#### [Activity]
Look over the listing below and say how many of its lines include the string "Document"; give no more than that number.

#### [Data for review]
-- Opening Marker --

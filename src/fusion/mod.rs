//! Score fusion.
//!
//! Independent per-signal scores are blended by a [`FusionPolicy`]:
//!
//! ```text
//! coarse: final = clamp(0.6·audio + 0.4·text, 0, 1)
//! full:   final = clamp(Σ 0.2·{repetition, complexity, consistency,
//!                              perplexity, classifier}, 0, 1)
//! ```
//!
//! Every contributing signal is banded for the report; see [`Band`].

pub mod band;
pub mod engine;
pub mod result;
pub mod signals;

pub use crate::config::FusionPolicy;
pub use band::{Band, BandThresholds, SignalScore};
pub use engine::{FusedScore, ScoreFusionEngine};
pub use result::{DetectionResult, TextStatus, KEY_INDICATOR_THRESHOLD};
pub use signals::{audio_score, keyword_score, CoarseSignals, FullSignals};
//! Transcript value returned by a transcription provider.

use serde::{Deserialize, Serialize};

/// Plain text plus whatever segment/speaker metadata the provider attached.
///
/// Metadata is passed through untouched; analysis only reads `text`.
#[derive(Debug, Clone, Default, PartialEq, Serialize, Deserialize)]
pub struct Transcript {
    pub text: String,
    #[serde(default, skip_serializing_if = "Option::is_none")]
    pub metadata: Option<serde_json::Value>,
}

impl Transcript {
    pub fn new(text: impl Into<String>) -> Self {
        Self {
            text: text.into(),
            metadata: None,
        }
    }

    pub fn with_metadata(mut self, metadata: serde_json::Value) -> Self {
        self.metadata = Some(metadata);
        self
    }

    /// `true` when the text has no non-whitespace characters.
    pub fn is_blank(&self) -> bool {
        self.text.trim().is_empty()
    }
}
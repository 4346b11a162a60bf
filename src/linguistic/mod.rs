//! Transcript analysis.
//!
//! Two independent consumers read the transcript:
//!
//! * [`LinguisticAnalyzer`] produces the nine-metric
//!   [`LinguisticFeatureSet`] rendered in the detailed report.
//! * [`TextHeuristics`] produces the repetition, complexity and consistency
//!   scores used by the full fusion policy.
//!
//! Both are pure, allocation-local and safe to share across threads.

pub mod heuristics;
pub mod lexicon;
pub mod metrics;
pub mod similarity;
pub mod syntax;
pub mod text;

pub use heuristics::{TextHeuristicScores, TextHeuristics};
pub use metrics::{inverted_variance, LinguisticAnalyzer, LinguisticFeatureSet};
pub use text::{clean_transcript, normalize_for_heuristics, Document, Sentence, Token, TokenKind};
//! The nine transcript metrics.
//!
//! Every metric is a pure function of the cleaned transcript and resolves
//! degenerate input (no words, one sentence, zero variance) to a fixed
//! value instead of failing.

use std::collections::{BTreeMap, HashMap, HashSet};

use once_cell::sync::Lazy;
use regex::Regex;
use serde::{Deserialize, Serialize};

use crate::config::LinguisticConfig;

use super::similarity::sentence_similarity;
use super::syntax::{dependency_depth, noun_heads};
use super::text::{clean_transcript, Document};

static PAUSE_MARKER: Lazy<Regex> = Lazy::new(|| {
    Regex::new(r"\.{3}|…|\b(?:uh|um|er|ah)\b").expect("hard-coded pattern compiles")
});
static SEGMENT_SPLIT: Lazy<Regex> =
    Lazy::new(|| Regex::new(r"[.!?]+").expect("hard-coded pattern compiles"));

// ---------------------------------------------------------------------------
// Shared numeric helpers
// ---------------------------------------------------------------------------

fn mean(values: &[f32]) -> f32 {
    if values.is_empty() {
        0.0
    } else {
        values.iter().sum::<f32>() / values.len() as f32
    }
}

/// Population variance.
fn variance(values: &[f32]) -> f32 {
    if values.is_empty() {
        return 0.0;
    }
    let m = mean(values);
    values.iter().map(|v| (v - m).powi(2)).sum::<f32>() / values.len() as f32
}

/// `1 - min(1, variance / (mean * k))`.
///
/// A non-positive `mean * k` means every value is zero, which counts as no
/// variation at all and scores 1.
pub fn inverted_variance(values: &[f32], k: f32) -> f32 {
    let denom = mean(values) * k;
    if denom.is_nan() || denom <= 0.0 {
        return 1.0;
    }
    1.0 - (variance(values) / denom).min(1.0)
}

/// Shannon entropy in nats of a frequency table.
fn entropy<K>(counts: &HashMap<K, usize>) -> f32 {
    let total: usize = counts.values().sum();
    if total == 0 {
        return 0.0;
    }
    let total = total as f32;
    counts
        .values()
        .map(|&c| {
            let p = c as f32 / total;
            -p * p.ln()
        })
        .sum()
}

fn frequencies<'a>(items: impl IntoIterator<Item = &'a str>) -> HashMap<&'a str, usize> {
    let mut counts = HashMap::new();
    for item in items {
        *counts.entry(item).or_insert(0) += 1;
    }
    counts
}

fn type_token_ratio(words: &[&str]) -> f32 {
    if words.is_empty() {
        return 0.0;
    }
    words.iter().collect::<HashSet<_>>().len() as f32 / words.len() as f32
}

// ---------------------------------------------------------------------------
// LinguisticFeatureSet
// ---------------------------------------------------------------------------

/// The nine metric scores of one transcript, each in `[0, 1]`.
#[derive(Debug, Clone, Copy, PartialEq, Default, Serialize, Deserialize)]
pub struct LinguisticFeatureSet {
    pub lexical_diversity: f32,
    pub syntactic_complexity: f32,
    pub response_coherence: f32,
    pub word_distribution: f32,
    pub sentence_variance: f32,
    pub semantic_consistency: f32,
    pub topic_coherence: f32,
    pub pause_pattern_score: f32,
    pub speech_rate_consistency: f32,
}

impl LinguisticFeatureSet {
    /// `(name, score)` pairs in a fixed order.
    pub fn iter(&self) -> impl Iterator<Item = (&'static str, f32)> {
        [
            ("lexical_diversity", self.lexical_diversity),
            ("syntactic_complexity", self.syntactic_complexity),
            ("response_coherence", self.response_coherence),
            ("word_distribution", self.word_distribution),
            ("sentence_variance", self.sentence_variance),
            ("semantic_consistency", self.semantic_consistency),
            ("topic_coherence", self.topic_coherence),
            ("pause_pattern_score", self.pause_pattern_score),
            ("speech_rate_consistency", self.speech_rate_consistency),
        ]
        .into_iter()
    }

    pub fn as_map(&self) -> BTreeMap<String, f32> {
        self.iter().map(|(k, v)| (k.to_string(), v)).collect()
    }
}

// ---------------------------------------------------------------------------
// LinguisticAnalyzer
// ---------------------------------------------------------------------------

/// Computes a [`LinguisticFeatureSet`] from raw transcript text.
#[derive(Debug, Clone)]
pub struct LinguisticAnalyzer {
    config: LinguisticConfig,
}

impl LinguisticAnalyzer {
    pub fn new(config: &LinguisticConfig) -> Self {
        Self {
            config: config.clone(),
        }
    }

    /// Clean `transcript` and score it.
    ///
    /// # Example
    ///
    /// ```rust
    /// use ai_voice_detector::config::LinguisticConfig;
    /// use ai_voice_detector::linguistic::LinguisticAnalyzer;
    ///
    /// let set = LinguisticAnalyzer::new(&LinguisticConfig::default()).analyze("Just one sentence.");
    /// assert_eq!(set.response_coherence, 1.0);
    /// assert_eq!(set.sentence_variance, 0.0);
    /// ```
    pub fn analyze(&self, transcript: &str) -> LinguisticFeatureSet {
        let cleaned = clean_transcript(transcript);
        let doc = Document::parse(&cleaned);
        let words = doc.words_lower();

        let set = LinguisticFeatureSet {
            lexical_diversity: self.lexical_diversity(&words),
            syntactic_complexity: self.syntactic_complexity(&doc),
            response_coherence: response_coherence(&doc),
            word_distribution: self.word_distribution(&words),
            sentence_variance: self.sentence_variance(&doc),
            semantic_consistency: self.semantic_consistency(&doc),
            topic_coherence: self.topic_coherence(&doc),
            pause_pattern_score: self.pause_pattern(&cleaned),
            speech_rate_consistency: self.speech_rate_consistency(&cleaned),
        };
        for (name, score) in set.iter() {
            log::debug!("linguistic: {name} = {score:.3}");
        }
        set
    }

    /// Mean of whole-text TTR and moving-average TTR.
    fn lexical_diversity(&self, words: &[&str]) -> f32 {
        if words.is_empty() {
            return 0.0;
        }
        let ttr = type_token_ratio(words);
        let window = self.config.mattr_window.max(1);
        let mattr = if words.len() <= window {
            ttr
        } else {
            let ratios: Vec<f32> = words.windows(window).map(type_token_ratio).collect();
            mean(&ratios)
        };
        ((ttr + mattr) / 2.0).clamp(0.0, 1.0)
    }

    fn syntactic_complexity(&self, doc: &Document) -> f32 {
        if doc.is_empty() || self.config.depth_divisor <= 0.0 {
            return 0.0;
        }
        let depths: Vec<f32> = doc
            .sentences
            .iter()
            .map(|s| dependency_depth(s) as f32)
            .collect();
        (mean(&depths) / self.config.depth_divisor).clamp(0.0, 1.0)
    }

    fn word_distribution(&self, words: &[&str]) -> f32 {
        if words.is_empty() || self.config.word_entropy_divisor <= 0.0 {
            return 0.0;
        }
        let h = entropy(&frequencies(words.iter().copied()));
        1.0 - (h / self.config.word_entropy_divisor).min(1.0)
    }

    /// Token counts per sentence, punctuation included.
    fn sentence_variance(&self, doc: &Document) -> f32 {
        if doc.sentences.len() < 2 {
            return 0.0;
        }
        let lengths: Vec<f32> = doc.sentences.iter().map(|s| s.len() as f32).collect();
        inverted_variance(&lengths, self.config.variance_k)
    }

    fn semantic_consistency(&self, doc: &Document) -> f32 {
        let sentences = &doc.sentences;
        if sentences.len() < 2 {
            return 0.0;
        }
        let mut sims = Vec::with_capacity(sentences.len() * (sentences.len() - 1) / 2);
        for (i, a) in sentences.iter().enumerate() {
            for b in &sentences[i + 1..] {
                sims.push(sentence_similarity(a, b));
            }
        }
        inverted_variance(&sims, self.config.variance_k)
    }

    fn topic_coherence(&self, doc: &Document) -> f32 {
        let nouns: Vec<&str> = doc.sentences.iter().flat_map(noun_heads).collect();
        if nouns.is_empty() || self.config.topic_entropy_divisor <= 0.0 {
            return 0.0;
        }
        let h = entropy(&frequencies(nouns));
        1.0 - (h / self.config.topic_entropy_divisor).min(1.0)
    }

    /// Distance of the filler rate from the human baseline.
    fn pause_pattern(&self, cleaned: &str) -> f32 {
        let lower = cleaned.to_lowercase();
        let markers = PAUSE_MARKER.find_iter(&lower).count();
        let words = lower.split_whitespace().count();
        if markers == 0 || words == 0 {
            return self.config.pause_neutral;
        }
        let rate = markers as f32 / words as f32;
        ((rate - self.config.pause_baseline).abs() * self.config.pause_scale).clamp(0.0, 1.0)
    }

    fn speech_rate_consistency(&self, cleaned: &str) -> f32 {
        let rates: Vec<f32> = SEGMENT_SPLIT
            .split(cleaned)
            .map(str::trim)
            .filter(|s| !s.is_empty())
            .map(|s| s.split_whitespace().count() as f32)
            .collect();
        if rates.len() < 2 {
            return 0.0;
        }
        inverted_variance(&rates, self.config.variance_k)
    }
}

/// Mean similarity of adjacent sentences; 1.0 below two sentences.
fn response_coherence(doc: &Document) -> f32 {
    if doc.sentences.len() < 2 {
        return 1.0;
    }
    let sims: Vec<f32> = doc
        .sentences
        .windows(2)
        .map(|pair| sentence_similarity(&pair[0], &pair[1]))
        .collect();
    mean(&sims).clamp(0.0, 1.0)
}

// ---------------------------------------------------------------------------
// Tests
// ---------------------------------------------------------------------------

-- Closing Marker --

#### [Result below]
8